L’univers de la danse
L'actrice Sarah Hay est une vraie danseuse
Le monde du ballet représente l’autre partie de l’épisode : passion de Claire, c’est là que se passera la série qui a voulu être « authentique ». Mais l’est-elle vraiment ? Je vais être plus dure à ce sujet, mais il y a beaucoup de clichés qui ne sont pas évités, et l’ambiance surfe un tantinet trop sur la vague Black Swan.

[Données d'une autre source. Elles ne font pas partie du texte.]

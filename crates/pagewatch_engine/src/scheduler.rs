//! The poll loop: fetch → extract → fingerprint → diff → notify → persist.
//!
//! One [`Poller`] owns the resource state. Ticks never overlap because the
//! loop awaits each tick before sleeping, and [`Poller::run_tick`] takes
//! `&mut self`. Within a tick every distinct URL is fetched once, with a
//! bounded number of requests in flight; results are then handled strictly
//! in order, so state updates and notifications for a URL are serialized.
//!
//! With a snapshot file attached, the file is where other processes (the
//! CLI) edit subscriptions. Each tick starts by adopting such edits, and
//! every save re-reads the file first so they are never written over.

use std::fmt;
use std::sync::Arc;
use std::time::Duration;

use engine_logging::{engine_debug, engine_error, engine_info, engine_warn, set_poll_tick};
use futures_util::{stream, StreamExt};
use pagewatch_core::{
    fingerprint, DiffLimits, Notification, PersistedSnapshot, ResourceStateStore,
    SubscriptionBook, SubscriptionStore, WatchTarget,
};
use tokio_util::sync::CancellationToken;

use crate::extract::Extractor;
use crate::fetch::Fetcher;
use crate::persist::{PersistError, SnapshotFile};
use crate::sink::NotificationSink;
use crate::{FetchError, FetchOutput};

#[derive(Debug, Clone)]
pub struct PollSettings {
    pub interval: Duration,
    pub max_concurrent_fetches: usize,
    pub diff_limits: DiffLimits,
}

impl Default for PollSettings {
    fn default() -> Self {
        Self {
            interval: Duration::from_secs(60),
            max_concurrent_fetches: 8,
            diff_limits: DiffLimits::default(),
        }
    }
}

/// Counters for one pass over all subscriptions.
#[derive(Debug, Clone, Default, PartialEq, Eq)]
pub struct TickReport {
    pub tick: u64,
    pub urls_checked: usize,
    pub fetch_failures: usize,
    pub absent: usize,
    pub unchanged: usize,
    pub changed: usize,
    pub notifications_sent: usize,
    pub delivery_failures: usize,
    pub persist_failures: usize,
}

impl fmt::Display for TickReport {
    fn fmt(&self, f: &mut fmt::Formatter<'_>) -> fmt::Result {
        write!(
            f,
            "tick {}: {} urls, {} changed, {} unchanged, {} absent, {} fetch failures, \
             {} sent, {} delivery failures, {} persist failures",
            self.tick,
            self.urls_checked,
            self.changed,
            self.unchanged,
            self.absent,
            self.fetch_failures,
            self.notifications_sent,
            self.delivery_failures,
            self.persist_failures
        )
    }
}

pub struct Poller {
    fetcher: Arc<dyn Fetcher>,
    extractor: Arc<dyn Extractor>,
    sink: Arc<dyn NotificationSink>,
    subscriptions: Arc<dyn SubscriptionStore>,
    resources: ResourceStateStore,
    snapshot_file: Option<Arc<SnapshotFile>>,
    /// Subscriptions as last read from or written to `snapshot_file`.
    synced: Option<SubscriptionBook>,
    settings: PollSettings,
    tick: u64,
}

impl Poller {
    pub fn new(
        fetcher: Arc<dyn Fetcher>,
        extractor: Arc<dyn Extractor>,
        sink: Arc<dyn NotificationSink>,
        subscriptions: Arc<dyn SubscriptionStore>,
        resources: ResourceStateStore,
        settings: PollSettings,
    ) -> Self {
        Self {
            fetcher,
            extractor,
            sink,
            subscriptions,
            resources,
            snapshot_file: None,
            synced: None,
            settings,
            tick: 0,
        }
    }

    /// Persist the full snapshot to `file` after every detected change, and
    /// pick up subscription edits other processes make to it.
    pub fn with_snapshot_file(mut self, file: SnapshotFile) -> Self {
        self.snapshot_file = Some(Arc::new(file));
        self
    }

    pub fn resources(&self) -> &ResourceStateStore {
        &self.resources
    }

    pub fn ticks_completed(&self) -> u64 {
        self.tick
    }

    /// Runs ticks until `cancel` fires. Cancellation is honoured mid-tick as
    /// well; at most the URL being processed at that moment is re-evaluated
    /// on the next start.
    pub async fn run(mut self, cancel: CancellationToken) -> Self {
        engine_info!(
            "Poller started: interval {:?}, up to {} concurrent fetches",
            self.settings.interval,
            self.settings.max_concurrent_fetches
        );

        loop {
            tokio::select! {
                biased;
                _ = cancel.cancelled() => break,
                report = self.run_tick() => engine_info!("{}", report),
            }

            tokio::select! {
                biased;
                _ = cancel.cancelled() => break,
                _ = tokio::time::sleep(self.settings.interval) => {}
            }
        }

        engine_info!("Poller stopped after {} ticks", self.tick);
        self
    }

    /// One full pass over a snapshot of the current subscriptions.
    pub async fn run_tick(&mut self) -> TickReport {
        self.tick += 1;
        set_poll_tick(self.tick);

        self.pull_subscriptions().await;
        let targets = self.subscriptions.snapshot().active_targets();
        let mut report = TickReport {
            tick: self.tick,
            urls_checked: targets.len(),
            ..TickReport::default()
        };
        engine_debug!("Checking {} urls", targets.len());

        let fetcher = Arc::clone(&self.fetcher);
        let mut fetched = stream::iter(targets)
            .map(move |target| {
                let fetcher = Arc::clone(&fetcher);
                async move {
                    let result = fetcher.fetch(&target.url).await;
                    (target, result)
                }
            })
            .buffered(self.settings.max_concurrent_fetches.max(1));

        while let Some((target, result)) = fetched.next().await {
            self.process(target, result, &mut report).await;
        }

        report
    }

    async fn process(
        &mut self,
        target: WatchTarget,
        result: Result<FetchOutput, FetchError>,
        report: &mut TickReport,
    ) {
        let output = match result {
            Ok(output) => output,
            Err(err) => {
                engine_warn!("Skipping this tick: {}", err);
                report.fetch_failures += 1;
                return;
            }
        };

        let Some(current) = self.extractor.extract(&output.text()) else {
            engine_debug!("No monitored block on {}", target.url);
            report.absent += 1;
            return;
        };

        let current_fp = fingerprint(&current);
        if self.resources.is_unchanged(&target.url, &current_fp) {
            report.unchanged += 1;
            return;
        }

        let previous = self.resources.get(&target.url).map(|r| r.content.as_str());
        let notification = Notification::for_change(
            &target.url,
            previous,
            &current,
            &self.settings.diff_limits,
        );
        engine_info!(
            "Change on {} ({}), notifying {} subscriber(s)",
            target.url,
            notification.category,
            target.subscribers.len()
        );

        self.resources.update(target.url.clone(), current_fp, current);
        report.changed += 1;
        if !self.persist().await {
            report.persist_failures += 1;
        }

        for subscriber in &target.subscribers {
            match self.sink.send(subscriber, &notification).await {
                Ok(()) => report.notifications_sent += 1,
                Err(err) => {
                    engine_error!(
                        "Delivery to {} for {} failed: {}",
                        subscriber,
                        target.url,
                        err
                    );
                    report.delivery_failures += 1;
                }
            }
        }
    }

    /// Adopts the subscriptions stored in the snapshot file if they changed
    /// since this poller last read or wrote them. A missing file changes
    /// nothing, and an unreadable one keeps the in-memory book.
    async fn pull_subscriptions(&mut self) {
        let Some(file) = self.snapshot_file.clone() else {
            return;
        };
        let on_disk = match on_blocking_pool(move || file.load_existing()).await {
            Ok(Some(snapshot)) => {
                SubscriptionBook::from_parts(snapshot.subscribers, snapshot.paused)
            }
            Ok(None) => return,
            Err(err) => {
                engine_warn!("Keeping in-memory subscriptions: {}", err);
                return;
            }
        };
        if self.synced.as_ref() == Some(&on_disk) {
            return;
        }
        if self.synced.is_some() {
            engine_info!(
                "Subscriptions changed on disk, now {} subscriber(s)",
                on_disk.subscribers().len()
            );
        }
        self.subscriptions.replace(on_disk.clone());
        self.synced = Some(on_disk);
    }

    /// Returns false if a configured snapshot file could not be written.
    async fn persist(&mut self) -> bool {
        let Some(file) = self.snapshot_file.clone() else {
            return true;
        };
        // Edits made to the file since the tick started win over the copy
        // held here.
        self.pull_subscriptions().await;
        let book = self.subscriptions.snapshot();
        let snapshot = PersistedSnapshot::capture(&book, &self.resources);

        let path = file.path().to_path_buf();
        match on_blocking_pool(move || file.save(&snapshot)).await {
            Ok(()) => {
                self.synced = Some(book);
                true
            }
            Err(err) => {
                engine_error!("Failed to persist snapshot to {:?}: {}", path, err);
                false
            }
        }
    }
}

/// Snapshot reads and writes copy, write and fsync files; keep them off the
/// async workers.
async fn on_blocking_pool<T: Send + 'static>(
    work: impl FnOnce() -> Result<T, PersistError> + Send + 'static,
) -> Result<T, PersistError> {
    tokio::task::spawn_blocking(work)
        .await
        .map_err(|err| PersistError::Io(std::io::Error::other(err)))?
}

Alors, soit la danse classique c’est chaussons roses, tutus roses, collants roses et cucul à souhait, soit c’est l’horreur, les danseurs sont sadomasochistes, ils s'entretuent et sont bouffés par la passion et l'orgueil. Bon. Permettez-moi de vous dire que bien que le monde de la danse (et en particulier celui du ballet) soit compétitif, pas toujours tout-est-super, qu’il y a sûrement des embrouilles en coulisses et des compromis vraiment divulgables, c’est aussi un endroit qui réunit des gens passionnés qui s’entraident et qui passent de merveilleux moments ensemble. Ce n’est pas toujours glamour, ce n’est pas toujours l’enfer non plus. Dans Black Swan, la narration se portait sur le personnage principal et sa psychologie mais dans la série, il y a une réelle volonté de dire « c’est comme ça en vrai ». Mais non. Le sexe (par les références ou les actes) est trop présent, la drogue aussi, il n’y a pas de lumière, tout le monde se regarde de travers… C’est un petit peu dommage. C’est un univers qui n’est pas souvent représenté, mais il ne l’est jamais bien. Enfin, malgré ces défauts, ceux qui n’aiment pas forcément la danse pourront y trouver leur compte car elle est présente mais n’est pas le sujet prioritaire de la série. C’est Claire, la plus importante. La danse est une façon d’explorer sa psychologie et sa personnalité.
Un drame psychologique
La compétition et la jalousie font rage
L’une des choses qui m’ont frappée est l’aspect psychologique de la série. Au travers de la réalisation, des dialogues, des personnages, on s’aperçoit que c’est un vrai drame qui va se jouer. Je pense notamment à la dernière scène qui révèle que Claire a une relation incestueuse avec son frère, et que c’est aussi le sujet du programme. Son passé, ses traumatismes, son rapport avec la sexualité, seront au centre de Flesh and Bone. Sans parler des autres personnages, tels que Paul, fascinant et très bien interprété bien qu’un peu cliché lui aussi (« je suis gay mais j’aime quand même mes filles, je leur mets la pression et je suis carrément barjo »), même s’il semble être très complexe ; Daphné, la strip-teaseuse qui amène Claire dans cet endroit qu’elle ne connaît pas, qui prend la place du « guide », celle qu'elle pourrait admirer ; sa colocataire que l’on voit dans quatre scènes, dont deux de sexe ; et Kira, la danseuse star qui ne va plus l’être et qui pourra se révéler dangereuse.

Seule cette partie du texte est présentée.